Paper ID: 2405.15983

Hierarchical Clustering via Local Search

Hossein Jowhari

In this paper, we introduce a local search algorithm for hierarchical clustering. For the local step, we consider a tree re-arrangement operation, known as the {\em interchange}, which involves swapping two closely positioned sub-trees within a tree hierarchy. The interchange operation has been previously used in the context of phylogenetic trees. As the objective function for evaluating the resulting hierarchies, we utilize the revenue function proposed by Moseley and Wang (NIPS 2017.) In our main result, we show that any locally optimal tree guarantees a revenue of at least $\frac{n-2}{3}\sum_{i < j}w(i,j)$ where is $n$ the number of objects and $w: [n] \times [n] \rightarrow \mathbb{R}^+$ is the associated similarity function.

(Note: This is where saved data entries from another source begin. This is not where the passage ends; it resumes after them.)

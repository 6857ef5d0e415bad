use std::sync::LazyLock;

use regex::Regex;
use serde_json::Value;

use crate::answers::display_string;

static FLOAT_PREFIX: LazyLock<Regex> = LazyLock::new(|| {
    Regex::new(r"^[+-]?(?:Infinity|(?:[0-9]+(?:\.[0-9]*)?|\.[0-9]+)(?:[eE][+-]?[0-9]+)?)")
        .expect("float prefix pattern compiles")
});

/// Lenient float parsing: skips leading whitespace and reads the longest
/// numeric prefix, so `"45kg"` is 45. Returns NaN when there is no prefix.
pub fn parse_float(text: &str) -> f64 {
    let text = text.trim_start();
    let Some(found) = FLOAT_PREFIX.find(text) else {
        return f64::NAN;
    };
    match found.as_str() {
        "Infinity" | "+Infinity" => f64::INFINITY,
        "-Infinity" => f64::NEG_INFINITY,
        prefix => prefix.parse().unwrap_or(f64::NAN),
    }
}

/// Parses an answer as a number through its string rendering.
pub fn parse_answer_number(value: Option<&Value>) -> f64 {
    match value {
        Some(Value::Number(number)) => number.as_f64().unwrap_or(f64::NAN),
        other => parse_float(&display_string(other)),
    }
}

/// Shortest rendering of a number: `18`, `1.5`, `Infinity`.
pub fn format_number(value: f64) -> String {
    if value.is_nan() {
        "NaN".to_string()
    } else if value.is_infinite() {
        let text = if value > 0.0 { "Infinity" } else { "-Infinity" };
        text.to_string()
    } else if value == 0.0 {
        "0".to_string()
    } else if (1e-6..1e21).contains(&value.abs()) {
        format!("{value}")
    } else {
        // Script runtimes print `1e+21` and `1.5e-7` here.
        let text = format!("{value:e}");
        match text.split_once('e') {
            Some((mantissa, exponent)) if !exponent.starts_with('-') => {
                format!("{mantissa}e+{exponent}")
            }
            _ => text,
        }
    }
}

#[cfg(test)]
mod tests {
    use super::*;
    use serde_json::json;

    #[test]
    fn parse_float_reads_numeric_prefix() {
        assert_eq!(parse_float("45"), 45.0);
        assert_eq!(parse_float("  12.5 lbs"), 12.5);
        assert_eq!(parse_float("45kg"), 45.0);
        assert_eq!(parse_float(".5"), 0.5);
        assert_eq!(parse_float("5."), 5.0);
        assert_eq!(parse_float("1e3"), 1000.0);
        assert_eq!(parse_float("-3"), -3.0);
        assert_eq!(parse_float("Infinity"), f64::INFINITY);
        assert!(parse_float("abc").is_nan());
        assert!(parse_float("").is_nan());
        assert!(parse_float("e5").is_nan());
    }

    #[test]
    fn answers_parse_through_their_string_form() {
        assert_eq!(parse_answer_number(Some(&json!("200"))), 200.0);
        assert_eq!(parse_answer_number(Some(&json!(180))), 180.0);
        assert_eq!(parse_answer_number(Some(&json!(["7"]))), 7.0);
        assert!(parse_answer_number(Some(&json!(true))).is_nan());
        assert!(parse_answer_number(None).is_nan());
    }

    #[test]
    fn numbers_format_in_shortest_form() {
        assert_eq!(format_number(18.0), "18");
        assert_eq!(format_number(1.5), "1.5");
        assert_eq!(format_number(-0.0), "0");
        assert_eq!(format_number(f64::NEG_INFINITY), "-Infinity");
    }

    #[test]
    fn format_number_uses_exponent_form_at_the_extremes() {
        assert_eq!(format_number(1e20), "100000000000000000000");
        assert_eq!(format_number(1e21), "1e+21");
        assert_eq!(format_number(-2.5e22), "-2.5e+22");
        assert_eq!(format_number(0.000001), "0.000001");
        assert_eq!(format_number(1e-7), "1e-7");
        assert_eq!(format_number(1.5e-7), "1.5e-7");
    }
}
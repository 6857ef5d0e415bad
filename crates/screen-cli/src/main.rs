use clap::{Parser, Subcommand, ValueEnum};
use component_screen::{render_json_ui, render_text};
use screen_spec::{AnswerMap, QuestionnaireSpec, ScreenValidationResult, check_questionnaire};
use serde_json::json;
use std::fs;
use std::path::{Path, PathBuf};
use std::process::ExitCode;
use tracing_subscriber::EnvFilter;

type CliResult<T> = Result<T, Box<dyn std::error::Error>>;

/// Environment variable holding the log filter directives.
const LOG_ENV: &str = "INTAKE_LOG";

#[derive(Parser)]
#[command(
    author,
    version,
    about = "Intake screen validation CLI",
    long_about = "Validates answers, checks completeness and renders screens of an intake questionnaire"
)]
struct Cli {
    #[command(subcommand)]
    command: Command,
}

#[derive(Copy, Clone, Debug, ValueEnum)]
enum RenderMode {
    Text,
    Json,
}

#[derive(Subcommand)]
enum Command {
    /// Run submit validation for one screen.
    Validate {
        /// Path to the questionnaire JSON.
        #[arg(long, value_name = "SPEC")]
        spec: PathBuf,
        /// Screen id within the questionnaire.
        #[arg(long, value_name = "SCREEN")]
        screen: String,
        /// Answers file (JSON, or a CBOR snapshot when it ends in .cbor).
        #[arg(long, value_name = "ANSWERS")]
        answers: PathBuf,
    },
    /// Report whether every visible required field is answered.
    Complete {
        #[arg(long, value_name = "SPEC")]
        spec: PathBuf,
        #[arg(long, value_name = "SCREEN")]
        screen: String,
        #[arg(long, value_name = "ANSWERS")]
        answers: PathBuf,
    },
    /// Validate a single field the way a blur event does.
    Field {
        #[arg(long, value_name = "SPEC")]
        spec: PathBuf,
        #[arg(long, value_name = "SCREEN")]
        screen: String,
        /// Field id, looked up anywhere in the screen's field tree.
        #[arg(long, value_name = "FIELD")]
        field: String,
        #[arg(long, value_name = "ANSWERS")]
        answers: PathBuf,
    },
    /// Render a screen for the current answers.
    Render {
        #[arg(long, value_name = "SPEC")]
        spec: PathBuf,
        #[arg(long, value_name = "SCREEN")]
        screen: String,
        /// Optional answers file; defaults to no answers.
        #[arg(long, value_name = "ANSWERS")]
        answers: Option<PathBuf>,
        /// Show submit errors next to their fields.
        #[arg(long)]
        with_errors: bool,
        #[arg(long, value_enum, default_value_t = RenderMode::Text)]
        format: RenderMode,
    },
    /// Run authoring checks over a questionnaire.
    Check {
        #[arg(long, value_name = "SPEC")]
        spec: PathBuf,
    },
    /// Print the JSON Schema of the questionnaire format.
    Schema,
}

fn main() -> ExitCode {
    init_logging();
    let cli = Cli::parse();
    match run(cli.command) {
        Ok(()) => ExitCode::SUCCESS,
        Err(err) => {
            eprintln!("error: {}", err);
            ExitCode::FAILURE
        }
    }
}

fn run(command: Command) -> CliResult<()> {
    match command {
        Command::Validate {
            spec,
            screen,
            answers,
        } => run_validate(&spec, &screen, &answers),
        Command::Complete {
            spec,
            screen,
            answers,
        } => run_complete(&spec, &screen, &answers),
        Command::Field {
            spec,
            screen,
            field,
            answers,
        } => run_field(&spec, &screen, &field, &answers),
        Command::Render {
            spec,
            screen,
            answers,
            with_errors,
            format,
        } => run_render(&spec, &screen, answers.as_deref(), with_errors, format),
        Command::Check { spec } => run_check(&spec),
        Command::Schema => run_schema(),
    }
}

fn init_logging() {
    let filter = EnvFilter::try_from_env(LOG_ENV).unwrap_or_else(|_| EnvFilter::new("warn"));
    tracing_subscriber::fmt()
        .with_env_filter(filter)
        .with_writer(std::io::stderr)
        .init();
}

fn load_spec(path: &Path) -> CliResult<QuestionnaireSpec> {
    let contents = fs::read_to_string(path)?;
    let spec = QuestionnaireSpec::from_json(&contents)?;
    tracing::debug!(path = %path.display(), screens = spec.screens.len(), "questionnaire loaded");
    Ok(spec)
}

fn load_answers(path: &Path) -> CliResult<AnswerMap> {
    if is_cbor(path) {
        let bytes = fs::read(path)?;
        return Ok(AnswerMap::from_cbor(&bytes)?);
    }
    let contents = fs::read_to_string(path)?;
    let value: serde_json::Value = serde_json::from_str(&contents)?;
    if !value.is_object() {
        return Err(format!("answers in {} must be a JSON object", path.display()).into());
    }
    Ok(AnswerMap::from_value(value))
}

fn is_cbor(path: &Path) -> bool {
    path.extension()
        .and_then(|extension| extension.to_str())
        .is_some_and(|extension| extension.eq_ignore_ascii_case("cbor"))
}

fn run_validate(spec_path: &Path, screen_id: &str, answers_path: &Path) -> CliResult<()> {
    let spec = load_spec(spec_path)?;
    let screen = spec.require_screen(screen_id)?;
    let answers = load_answers(answers_path)?;

    let result = screen.validate(&answers);
    println!(
        "Validation result: {}",
        if result.all_valid { "valid" } else { "invalid" }
    );
    describe_validation(&result);

    if result.all_valid {
        Ok(())
    } else {
        Err("validation failed".into())
    }
}

fn describe_validation(result: &ScreenValidationResult) {
    if result.errors.is_empty() {
        return;
    }
    println!("Errors:");
    for (field_id, message) in result.errors.iter() {
        println!("  {} - {}", field_id, message);
    }
}

fn run_complete(spec_path: &Path, screen_id: &str, answers_path: &Path) -> CliResult<()> {
    let spec = load_spec(spec_path)?;
    let screen = spec.require_screen(screen_id)?;
    let answers = load_answers(answers_path)?;

    let progress = screen.progress(&answers);
    println!(
        "{} ({}/{})",
        if screen.is_complete(&answers) {
            "complete"
        } else {
            "incomplete"
        },
        progress.answered,
        progress.total
    );
    Ok(())
}

fn run_field(
    spec_path: &Path,
    screen_id: &str,
    field_id: &str,
    answers_path: &Path,
) -> CliResult<()> {
    let spec = load_spec(spec_path)?;
    let screen = spec.require_screen(screen_id)?;
    let answers = load_answers(answers_path)?;

    match screen.validate_field(field_id, &answers) {
        Some(message) => println!("{}: {}", field_id, message),
        None => println!("{}: ok", field_id),
    }
    Ok(())
}

fn run_render(
    spec_path: &Path,
    screen_id: &str,
    answers_path: Option<&Path>,
    with_errors: bool,
    format: RenderMode,
) -> CliResult<()> {
    let spec_json = fs::read_to_string(spec_path)?;
    let answers = match answers_path {
        Some(path) => load_answers(path)?,
        None => AnswerMap::new(),
    };
    let errors_json = if with_errors {
        let spec = QuestionnaireSpec::from_json(&spec_json)?;
        let screen = spec.require_screen(screen_id)?;
        serde_json::to_string(&screen.validate(&answers).errors)?
    } else {
        String::new()
    };

    let config = json!({ "questionnaire_json": spec_json }).to_string();
    let answers_json = serde_json::to_string(&answers)?;
    let output = match format {
        RenderMode::Text => render_text(&config, screen_id, &answers_json, &errors_json),
        RenderMode::Json => {
            let value: serde_json::Value =
                serde_json::from_str(&render_json_ui(&config, screen_id, &answers_json, &errors_json))?;
            serde_json::to_string_pretty(&value)?
        }
    };
    println!("{}", output);
    Ok(())
}

fn run_check(spec_path: &Path) -> CliResult<()> {
    let spec = load_spec(spec_path)?;
    check_questionnaire(&spec)?;
    println!(
        "Schema OK: {} ({} screens)",
        spec.id,
        spec.screens.len()
    );
    Ok(())
}

fn run_schema() -> CliResult<()> {
    let schema = schemars::schema_for!(QuestionnaireSpec);
    println!("{}", serde_json::to_string_pretty(&schema)?);
    Ok(())
}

This finding echoes the previously established bound for the average link algorithm as analyzed by Moseley and Wang. We demonstrate that this alignment is not coincidental, as the average link trees enjoy the property of being locally optimal with respect to the interchange operation. Consequently, our study provides an alternative insight into the average link algorithm and reveals the existence of a broader range of hierarchies with relatively high revenue achievable through a straightforward local search algorithm. Furthermore, we present an implementation of the local search framework, where each local step requires $O(n)$ computation time. Our empirical results indicate that the proposed method, used as post-processing step, can effectively generate a hierarchical clustering with substantial revenue.

Submitted: May 24, 2024